Muvaffakıyet, bir dağa tırmanmaya benzer, biraz çıkarsın, bir rampada dinlenirsin, oturursun, yine çıkarsın bazen ayağın kayar, düşmezsin. Bazen ayağın kayar, birkaç metre düşersin, bir şey olmaz, toparlanırsın çıkmaya devam edersin. Ve bu böyle devam eder.
Bazen temiz havadan ve manzaradan başın döner, sarhoş olursun, bazen de nefesin tıkanır, buradan kurtuluş olmadığını düşünürsün.

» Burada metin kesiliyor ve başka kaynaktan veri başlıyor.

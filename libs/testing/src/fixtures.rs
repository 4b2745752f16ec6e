//! Shared values and stand-ins for unit tests.

use std::collections::HashMap;
use std::sync::Mutex;
use std::time::Duration;

use async_trait::async_trait;
use chrono::Utc;
use converge_client::{ClientError, ControlPlane, EventSource};
use converge_events::{
    ActualLrp, ActualLrpFilter, ActualLrpNetInfo, ActualLrpState, CellPresence, DesiredLrp,
    DesiredLrpUpdate, ErrorKind, Event, ModificationTag, Task, TaskRequest, TaskState,
};
use converge_id::{Domain, ProcessGuid, TaskGuid};
use tokio::sync::mpsc;

use crate::requests;

const ROOT_FS: &str = "docker:///busybox";

pub fn domain() -> Domain {
    Domain::new("converge-test")
}

pub fn task(guid: &str, state: TaskState) -> Task {
    let request = requests::task(&TaskGuid::new(guid), &domain(), ROOT_FS, "echo hello");
    Task {
        task_guid: request.task_guid,
        domain: request.domain,
        definition: request.definition,
        state,
        cell_id: None,
        failed: false,
        failure_reason: String::new(),
        result: String::new(),
        rejection_count: 0,
        created_at: Utc::now(),
        updated_at: Utc::now(),
        first_completed_at: None,
    }
}

pub fn desired_lrp(guid: &str, instances: i32) -> DesiredLrp {
    requests::desired_lrp(&ProcessGuid::new(guid), &domain(), ROOT_FS, instances, "sleep 1000")
}

pub fn actual_lrp(guid: &str, index: i32, state: ActualLrpState) -> ActualLrp {
    ActualLrp {
        process_guid: ProcessGuid::new(guid),
        index,
        domain: domain(),
        instance_guid: format!("{guid}-{index}"),
        cell_id: None,
        state,
        crash_count: 0,
        crash_reason: String::new(),
        placement_error: String::new(),
        net_info: ActualLrpNetInfo::default(),
        since: Utc::now(),
        modification_tag: ModificationTag::new("epoch"),
    }
}

/// An event source fed from a channel; dropping the sender ends the stream.
pub struct ChannelSource {
    rx: mpsc::Receiver<Result<Event, ClientError>>,
    closed: bool,
}

impl ChannelSource {
    pub fn new(rx: mpsc::Receiver<Result<Event, ClientError>>) -> Self {
        Self { rx, closed: false }
    }
}

#[async_trait]
impl EventSource for ChannelSource {
    async fn next(&mut self) -> Result<Event, ClientError> {
        if self.closed {
            return Err(ClientError::StreamClosed);
        }
        self.rx.recv().await.unwrap_or(Err(ClientError::StreamClosed))
    }

    fn close(&mut self) {
        self.closed = true;
        self.rx.close();
    }
}

/// A control plane that records calls and keeps tasks in memory.
///
/// Tasks complete as soon as they are desired; there are never any actual
/// LRPs.
#[derive(Default)]
pub struct StubControlPlane {
    calls: Mutex<Vec<String>>,
    tasks: Mutex<HashMap<String, Task>>,
    streams: Mutex<Vec<mpsc::Sender<Result<Event, ClientError>>>>,
}

impl StubControlPlane {
    pub fn calls(&self) -> Vec<String> {
        self.calls.lock().unwrap().clone()
    }

    pub fn has_task(&self, guid: &TaskGuid) -> bool {
        self.tasks.lock().unwrap().contains_key(guid.as_str())
    }

    fn record(&self, call: impl Into<String>) {
        self.calls.lock().unwrap().push(call.into());
    }

    fn not_found(what: impl std::fmt::Display) -> ClientError {
        ClientError::api(404, ErrorKind::ResourceNotFound, format!("{what} not found"), None)
    }
}

#[async_trait]
impl ControlPlane for StubControlPlane {
    async fn ping(&self) -> Result<(), ClientError> {
        Ok(())
    }

    async fn desire_task(&self, request: &TaskRequest) -> Result<(), ClientError> {
        self.record(format!("desire_task {}", request.task_guid));
        if request.task_guid.validate().is_err() {
            return Err(ClientError::api(
                400,
                ErrorKind::InvalidTask,
                "invalid task guid",
                Some("task_guid".to_string()),
            ));
        }
        let mut t = task(request.task_guid.as_str(), TaskState::Completed);
        t.definition = request.definition.clone();
        self.tasks
            .lock()
            .unwrap()
            .insert(request.task_guid.to_string(), t);
        Ok(())
    }

    async fn task_by_guid(&self, guid: &TaskGuid) -> Result<Task, ClientError> {
        self.record(format!("task_by_guid {guid}"));
        self.tasks
            .lock()
            .unwrap()
            .get(guid.as_str())
            .cloned()
            .ok_or_else(|| Self::not_found(guid))
    }

    async fn tasks(&self, _domain: Option<&Domain>) -> Result<Vec<Task>, ClientError> {
        Ok(self.tasks.lock().unwrap().values().cloned().collect())
    }

    async fn cancel_task(&self, guid: &TaskGuid) -> Result<(), ClientError> {
        self.record(format!("cancel_task {guid}"));
        if self.has_task(guid) {
            Ok(())
        } else {
            Err(Self::not_found(guid))
        }
    }

    async fn delete_task(&self, guid: &TaskGuid) -> Result<(), ClientError> {
        self.record(format!("delete_task {guid}"));
        self.tasks
            .lock()
            .unwrap()
            .remove(guid.as_str())
            .map(|_| ())
            .ok_or_else(|| Self::not_found(guid))
    }

    async fn desire_lrp(&self, lrp: &DesiredLrp) -> Result<(), ClientError> {
        self.record(format!("desire_lrp {}", lrp.process_guid));
        Ok(())
    }

    async fn desired_lrp_by_process_guid(
        &self,
        guid: &ProcessGuid,
    ) -> Result<DesiredLrp, ClientError> {
        Err(Self::not_found(guid))
    }

    async fn desired_lrps(&self, _domain: Option<&Domain>) -> Result<Vec<DesiredLrp>, ClientError> {
        Ok(Vec::new())
    }

    async fn update_desired_lrp(
        &self,
        guid: &ProcessGuid,
        _update: &DesiredLrpUpdate,
    ) -> Result<(), ClientError> {
        Err(Self::not_found(guid))
    }

    async fn remove_desired_lrp(&self, guid: &ProcessGuid) -> Result<(), ClientError> {
        self.record(format!("remove_desired_lrp {guid}"));
        Ok(())
    }

    async fn actual_lrps(&self, _filter: &ActualLrpFilter) -> Result<Vec<ActualLrp>, ClientError> {
        Ok(Vec::new())
    }

    async fn actual_lrp(&self, guid: &ProcessGuid, index: i32) -> Result<ActualLrp, ClientError> {
        Err(Self::not_found(format!("{guid}[{index}]")))
    }

    async fn retire_actual_lrp(&self, guid: &ProcessGuid, index: i32) -> Result<(), ClientError> {
        Err(Self::not_found(format!("{guid}[{index}]")))
    }

    async fn cells(&self) -> Result<Vec<CellPresence>, ClientError> {
        Ok(Vec::new())
    }

    async fn upsert_domain(&self, domain: &Domain, _ttl: Duration) -> Result<(), ClientError> {
        self.record(format!("upsert_domain {domain}"));
        Ok(())
    }

    async fn domains(&self) -> Result<Vec<Domain>, ClientError> {
        Ok(Vec::new())
    }

    async fn subscribe_to_events(&self) -> Result<Box<dyn EventSource>, ClientError> {
        let (tx, rx) = mpsc::channel(16);
        self.streams.lock().unwrap().push(tx);
        Ok(Box::new(ChannelSource::new(rx)))
    }
}
/// `now + delay`, or `None` (never) when the instant would overflow.
fn deadline(now: Instant, delay: Duration) -> Option<Instant> {
    now.checked_add(delay)
}

/// The first few restarts are immediate; after that the delay doubles per
/// crash from `base`, capped at `max`.
pub fn restart_delay(crash_count: i32, base: Duration, max: Duration) -> Duration {
    if crash_count <= IMMEDIATE_RESTARTS {
        return Duration::ZERO;
    }
    let doublings = (crash_count - IMMEDIATE_RESTARTS - 1).min(16) as u32;
    base.saturating_mul(1 << doublings).min(max)
}

fn cell_ip(i: usize) -> String {
    format!("10.0.{}.{}", i / 250, i % 250 + 1)
}

fn task_not_found(guid: &TaskGuid) -> SimError {
    SimError::NotFound(format!("task {guid}"))
}

fn lrp_not_found(guid: &ProcessGuid) -> SimError {
    SimError::NotFound(format!("desired lrp {guid}"))
}

fn actual_not_found(guid: &ProcessGuid, index: i32) -> SimError {
    SimError::NotFound(format!("actual lrp {guid}[{index}]"))
}
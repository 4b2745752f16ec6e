//! HTTP API handlers and routing.

pub mod error;
mod health;
mod v1;

use axum::Router;
use tower_http::trace::TraceLayer;

use crate::state::SimState;

/// Create the router with all routes and middleware.
pub fn create_router(state: SimState) -> Router {
    Router::new()
        .merge(health::routes())
        .nest("/v1", v1::routes())
        .layer(TraceLayer::new_for_http())
        .with_state(state)
}
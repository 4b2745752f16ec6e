//! Request validation.
//!
//! Limits follow the orchestrator's documented bounds: CPU weight 0..=100,
//! non-negative memory, disk and instance counts, annotations up to 10 KiB.

use converge_events::{DesiredLrp, DesiredLrpUpdate, ErrorKind, RunAction, TaskRequest};
use converge_id::validate_guid;

use crate::error::SimError;

pub const MAX_CPU_WEIGHT: u32 = 100;
pub const MAX_ANNOTATION_BYTES: usize = 10 * 1024;
pub const MAX_PORT: u32 = 65535;

pub fn validate_task(request: &TaskRequest) -> Result<(), SimError> {
    let kind = ErrorKind::InvalidTask;
    let def = &request.definition;

    guid(&kind, "task_guid", request.task_guid.as_str())?;
    guid(&kind, "domain", request.domain.as_str())?;
    not_empty(&kind, "root_fs", &def.root_fs)?;
    action(&kind, &def.action)?;
    non_negative(&kind, "memory_mb", def.memory_mb)?;
    non_negative(&kind, "disk_mb", def.disk_mb)?;
    cpu_weight(&kind, def.cpu_weight)?;
    annotation(&kind, &def.annotation)?;

    if let Some(url) = &def.completion_callback_url {
        if !(url.starts_with("http://") || url.starts_with("https://")) {
            return Err(SimError::invalid(
                kind,
                "completion_callback_url",
                format!("completion_callback_url must be an http(s) URL, got {url:?}"),
            ));
        }
    }
    Ok(())
}

pub fn validate_desired_lrp(lrp: &DesiredLrp) -> Result<(), SimError> {
    let kind = ErrorKind::InvalidDesiredLrp;

    guid(&kind, "process_guid", lrp.process_guid.as_str())?;
    guid(&kind, "domain", lrp.domain.as_str())?;
    not_empty(&kind, "root_fs", &lrp.root_fs)?;
    action(&kind, &lrp.action)?;
    non_negative(&kind, "instances", lrp.instances)?;
    non_negative(&kind, "memory_mb", lrp.memory_mb)?;
    non_negative(&kind, "disk_mb", lrp.disk_mb)?;
    cpu_weight(&kind, lrp.cpu_weight)?;
    annotation(&kind, &lrp.annotation)?;

    if let Some(port) = lrp.ports.iter().find(|p| **p == 0 || **p > MAX_PORT) {
        return Err(SimError::invalid(
            kind,
            "ports",
            format!("port {port} is out of range"),
        ));
    }
    Ok(())
}

pub fn validate_update(update: &DesiredLrpUpdate) -> Result<(), SimError> {
    let kind = ErrorKind::InvalidRequest;
    if let Some(instances) = update.instances {
        non_negative(&kind, "instances", instances)?;
    }
    if let Some(value) = &update.annotation {
        annotation(&kind, value)?;
    }
    Ok(())
}

fn guid(kind: &ErrorKind, field: &str, value: &str) -> Result<(), SimError> {
    validate_guid(value).map_err(|e| SimError::invalid(kind.clone(), field, format!("{field}: {e}")))
}

fn not_empty(kind: &ErrorKind, field: &str, value: &str) -> Result<(), SimError> {
    if value.trim().is_empty() {
        return Err(SimError::invalid(
            kind.clone(),
            field,
            format!("{field} is required"),
        ));
    }
    Ok(())
}

fn action(kind: &ErrorKind, action: &RunAction) -> Result<(), SimError> {
    not_empty(kind, "action", &action.path)
}

fn non_negative(kind: &ErrorKind, field: &str, value: i32) -> Result<(), SimError> {
    if value < 0 {
        return Err(SimError::invalid(
            kind.clone(),
            field,
            format!("{field} must not be negative, got {value}"),
        ));
    }
    Ok(())
}

fn cpu_weight(kind: &ErrorKind, value: u32) -> Result<(), SimError> {
    if value > MAX_CPU_WEIGHT {
        return Err(SimError::invalid(
            kind.clone(),
            "cpu_weight",
            format!("cpu_weight must be between 0 and {MAX_CPU_WEIGHT}, got {value}"),
        ));
    }
    Ok(())
}

fn annotation(kind: &ErrorKind, value: &str) -> Result<(), SimError> {
    if value.len() > MAX_ANNOTATION_BYTES {
        return Err(SimError::invalid(
            kind.clone(),
            "annotation",
            format!(
                "annotation is {} bytes, limit is {MAX_ANNOTATION_BYTES}",
                value.len()
            ),
        ));
    }
    Ok(())
}
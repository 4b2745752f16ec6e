//! Task lifecycle scenarios.
//!
//! ## Running
//!
//! ```bash
//! cargo test -p converge-e2e --test tasks
//! ```

mod common;

use std::time::Duration;

use anyhow::{bail, ensure, Context};
use converge_events::{ErrorKind, Task, TaskState};
use converge_testing::{
    IdentityMatch, MatcherExt, Probe, Satisfies, StateMatch, TaskResultMatch,
};
use tracing::info;

use common::Suite;

/// Returns the error kind of a rejected create, failing if it was accepted.
fn rejection_kind(result: Result<(), converge_client::ClientError>) -> anyhow::Result<ErrorKind> {
    match result {
        Ok(()) => bail!("request was accepted"),
        Err(e) => e
            .kind()
            .cloned()
            .with_context(|| format!("expected a typed API error, got {e}")),
    }
}

#[tokio::test]
async fn test_echo_task_completes_successfully() -> anyhow::Result<()> {
    let suite = Suite::start().await?;

    suite
        .harness
        .run("echo task completes", |ctx| async move {
            let request = ctx.task_request("echo hello");
            let guid = request.task_guid.clone();
            ctx.create_task(&request).await?;

            // an immediate fetch already reports the requested identity
            let fetched = ctx.task_probe(&guid).fetch().await?;
            ensure!(fetched.task_guid == guid, "fetched {}", fetched.task_guid);
            ensure!(fetched.domain == *ctx.domain(), "fetched domain {}", fetched.domain);

            let task = ctx
                .poller()
                .eventually(
                    &ctx.task_probe(&guid),
                    &IdentityMatch::task(&guid).and(TaskResultMatch::succeeded()),
                )
                .await?;
            info!(task_guid = %task.task_guid, "task completed");
            Ok(())
        })
        .await?;

    suite.stop().await;
    Ok(())
}

#[tokio::test]
async fn test_exiting_task_reports_failure() -> anyhow::Result<()> {
    let suite = Suite::start().await?;

    suite
        .harness
        .run("exit 1 fails the task", |ctx| async move {
            let request = ctx.task_request("echo starting; exit 1");
            ctx.create_task(&request).await?;

            ctx.poller()
                .eventually(&ctx.task_probe(&request.task_guid), &TaskResultMatch::failed())
                .await?;
            Ok(())
        })
        .await?;

    suite.stop().await;
    Ok(())
}

#[tokio::test]
async fn test_invalid_task_requests_fail_synchronously() -> anyhow::Result<()> {
    let suite = Suite::start().await?;

    suite
        .harness
        .run("invalid task requests", |ctx| async move {
            let mut spaced = ctx.task_request("echo hello");
            spaced.task_guid = format!("{} with space", spaced.task_guid).into();

            let mut heavy = ctx.task_request("echo hello");
            heavy.definition.cpu_weight = 101;

            let mut verbose = ctx.task_request("echo hello");
            verbose.definition.annotation = "a".repeat(10 * 1024 + 1);

            for (name, request) in [
                ("guid with a space", spaced),
                ("cpu weight over 100", heavy),
                ("oversized annotation", verbose),
            ] {
                let kind = rejection_kind(ctx.create_task(&request).await)?;
                ensure!(kind == ErrorKind::InvalidTask, "{name}: got {kind}");
            }

            // nothing was created, so nothing shows up in the domain
            let tasks = ctx.tasks_probe().fetch().await?;
            ensure!(tasks.is_empty(), "unexpected tasks: {tasks:?}");
            Ok(())
        })
        .await?;

    suite.stop().await;
    Ok(())
}

#[tokio::test]
async fn test_duplicate_task_guid_is_rejected() -> anyhow::Result<()> {
    let suite = Suite::start().await?;

    suite
        .harness
        .run("duplicate task guid", |ctx| async move {
            let request = ctx.task_request("sleep 1");
            ctx.create_task(&request).await?;

            let kind = rejection_kind(ctx.client().desire_task(&request).await)?;
            ensure!(kind == ErrorKind::ResourceExists, "got {kind}");
            Ok(())
        })
        .await?;

    suite.stop().await;
    Ok(())
}

#[tokio::test]
async fn test_cancel_running_task_then_delete() -> anyhow::Result<()> {
    let suite = Suite::start().await?;

    suite
        .harness
        .run("cancel and delete", |ctx| async move {
            let request = ctx.task_request("sleep 1000");
            let guid = request.task_guid.clone();
            ctx.create_task(&request).await?;

            ctx.poller()
                .eventually(&ctx.task_probe(&guid), &StateMatch::is(TaskState::Running))
                .await?;

            let kind = rejection_kind(ctx.client().delete_task(&guid).await)?;
            ensure!(kind == ErrorKind::InvalidStateTransition, "got {kind}");

            ctx.client().cancel_task(&guid).await?;
            ctx.poller()
                .eventually(
                    &ctx.task_probe(&guid),
                    &TaskResultMatch::failed_with("task was cancelled"),
                )
                .await?;

            ctx.client().delete_task(&guid).await?;
            ctx.poller().eventually_absent(&ctx.task_probe(&guid)).await?;
            Ok(())
        })
        .await?;

    suite.stop().await;
    Ok(())
}

#[tokio::test]
async fn test_sleeping_task_stays_running() -> anyhow::Result<()> {
    let suite = Suite::start().await?;

    suite
        .harness
        .run("sleeping task does not complete early", |ctx| async move {
            let request = ctx.task_request("sleep 30");
            let guid = request.task_guid.clone();
            ctx.create_task(&request).await?;

            let probe = ctx.task_probe(&guid);
            let poller = ctx.poller().every(Duration::from_millis(100));
            poller.eventually(&probe, &StateMatch::is(TaskState::Running)).await?;
            poller
                .consistently(&probe, &StateMatch::is(TaskState::Running), Duration::from_secs(1))
                .await?;

            let listed = ctx
                .poller()
                .eventually(
                    &ctx.tasks_probe(),
                    &Satisfies::new("contains the task", |tasks: &Vec<Task>| {
                        tasks.iter().any(|t| t.task_guid == guid)
                    }),
                )
                .await?;
            ensure!(listed.len() == 1, "listed {} tasks", listed.len());
            Ok(())
        })
        .await?;

    suite.stop().await;
    Ok(())
}
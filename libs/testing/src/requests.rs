//! Valid request payloads for generated entities.

use converge_events::{DesiredLrp, ModificationTag, RunAction, TaskDefinition, TaskRequest};
use converge_id::{Domain, ProcessGuid, TaskGuid};

pub const DEFAULT_MEMORY_MB: i32 = 128;
pub const DEFAULT_DISK_MB: i32 = 128;
pub const DEFAULT_CPU_WEIGHT: u32 = 10;
pub const DEFAULT_PORT: u32 = 8080;

/// A task that runs `script` under `sh -c`.
pub fn task(guid: &TaskGuid, domain: &Domain, root_fs: &str, script: &str) -> TaskRequest {
    TaskRequest {
        task_guid: guid.clone(),
        domain: domain.clone(),
        definition: TaskDefinition {
            root_fs: root_fs.to_string(),
            action: RunAction::shell(script),
            memory_mb: DEFAULT_MEMORY_MB,
            disk_mb: DEFAULT_DISK_MB,
            cpu_weight: DEFAULT_CPU_WEIGHT,
            log_guid: guid.to_string(),
            annotation: String::new(),
            completion_callback_url: None,
            privileged: false,
            result_file: String::new(),
        },
    }
}

/// A desired LRP with `instances` copies of `script` listening on one port.
pub fn desired_lrp(
    guid: &ProcessGuid,
    domain: &Domain,
    root_fs: &str,
    instances: i32,
    script: &str,
) -> DesiredLrp {
    DesiredLrp {
        process_guid: guid.clone(),
        domain: domain.clone(),
        root_fs: root_fs.to_string(),
        instances,
        action: RunAction::shell(script),
        memory_mb: DEFAULT_MEMORY_MB,
        disk_mb: DEFAULT_DISK_MB,
        cpu_weight: DEFAULT_CPU_WEIGHT,
        ports: vec![DEFAULT_PORT],
        routes: serde_json::Map::new(),
        annotation: String::new(),
        log_guid: guid.to_string(),
        start_timeout_ms: 0,
        modification_tag: ModificationTag::default(),
    }
}
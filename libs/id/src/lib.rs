//! # converge-id
//!
//! Entity references for the converge acceptance harness.
//!
//! ## Design Principles
//!
//! - Task guids and process guids are distinct types and cannot be mixed
//! - Generated guids carry the scenario's domain token as a suffix, so
//!   parallel workers never collide in the shared remote system
//! - Any string can be wrapped (negative scenarios send malformed guids on
//!   purpose); `validate()` applies the remote guid grammar
//!
//! ## Formats
//!
//! - Domain: `{prefix}-{ulid}`, e.g. `converge-01hv4z2wqxkjnm8gpqy6vbkc3d`
//! - Guid: `{ulid}-{domain}`, e.g.
//!   `01hv4z3mxnkpqr9hstz7wcld4e-converge-01hv4z2wqxkjnm8gpqy6vbkc3d`

mod error;
mod macros;
mod types;

pub use error::IdError;
pub use types::*;

/// Re-export ulid for consumers that need raw ULID operations
pub use ulid::Ulid;

/// Returns true if `c` may appear in a task or process guid.
pub fn is_guid_char(c: char) -> bool {
    c.is_ascii_alphanumeric() || c == '-' || c == '_'
}

/// Validates a raw identifier against the guid grammar.
pub fn validate_guid(value: &str) -> Result<(), IdError> {
    if value.is_empty() {
        return Err(IdError::Empty);
    }

    if let Some((position, character)) = value.char_indices().find(|(_, c)| !is_guid_char(*c)) {
        return Err(IdError::InvalidCharacter {
            value: value.to_string(),
            character,
            position,
        });
    }

    Ok(())
}
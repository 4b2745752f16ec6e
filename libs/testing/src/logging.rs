//! Tracing setup for test binaries.

use tracing_subscriber::EnvFilter;

/// Filter used when `RUST_LOG` is unset.
pub const DEFAULT_TEST_FILTER: &str = "info,converge_testing=debug,converge_sim=info";

/// Installs a test-writer subscriber once per process.
///
/// Safe to call from every test; later calls are no-ops.
pub fn init_test_tracing() {
    let filter = EnvFilter::try_from_default_env()
        .unwrap_or_else(|_| EnvFilter::new(DEFAULT_TEST_FILTER));

    let _ = tracing_subscriber::fmt()
        .with_env_filter(filter)
        .with_test_writer()
        .with_target(true)
        .try_init();
}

Bazen kendini yalnız hissedersin.
Bazen hedeflediğin bir basamağa daha çıkarsın, kendini çok güçlü-kuvvetli bulursun, o dağın ve dünyanın efendisi sen sanırsın.
Kimileri zirveye çıkmadan inerler, kimi inmeyi başarır, kimi kurda kuşa yem olur dönüş yolunda, kimileri zirveye çıkmak için mücadeleye devam ederler.
Kimi zirveler kolaydır, kimi zirveler zorludur.
En zorlu zirvelerin yolu cesetlerle doludur.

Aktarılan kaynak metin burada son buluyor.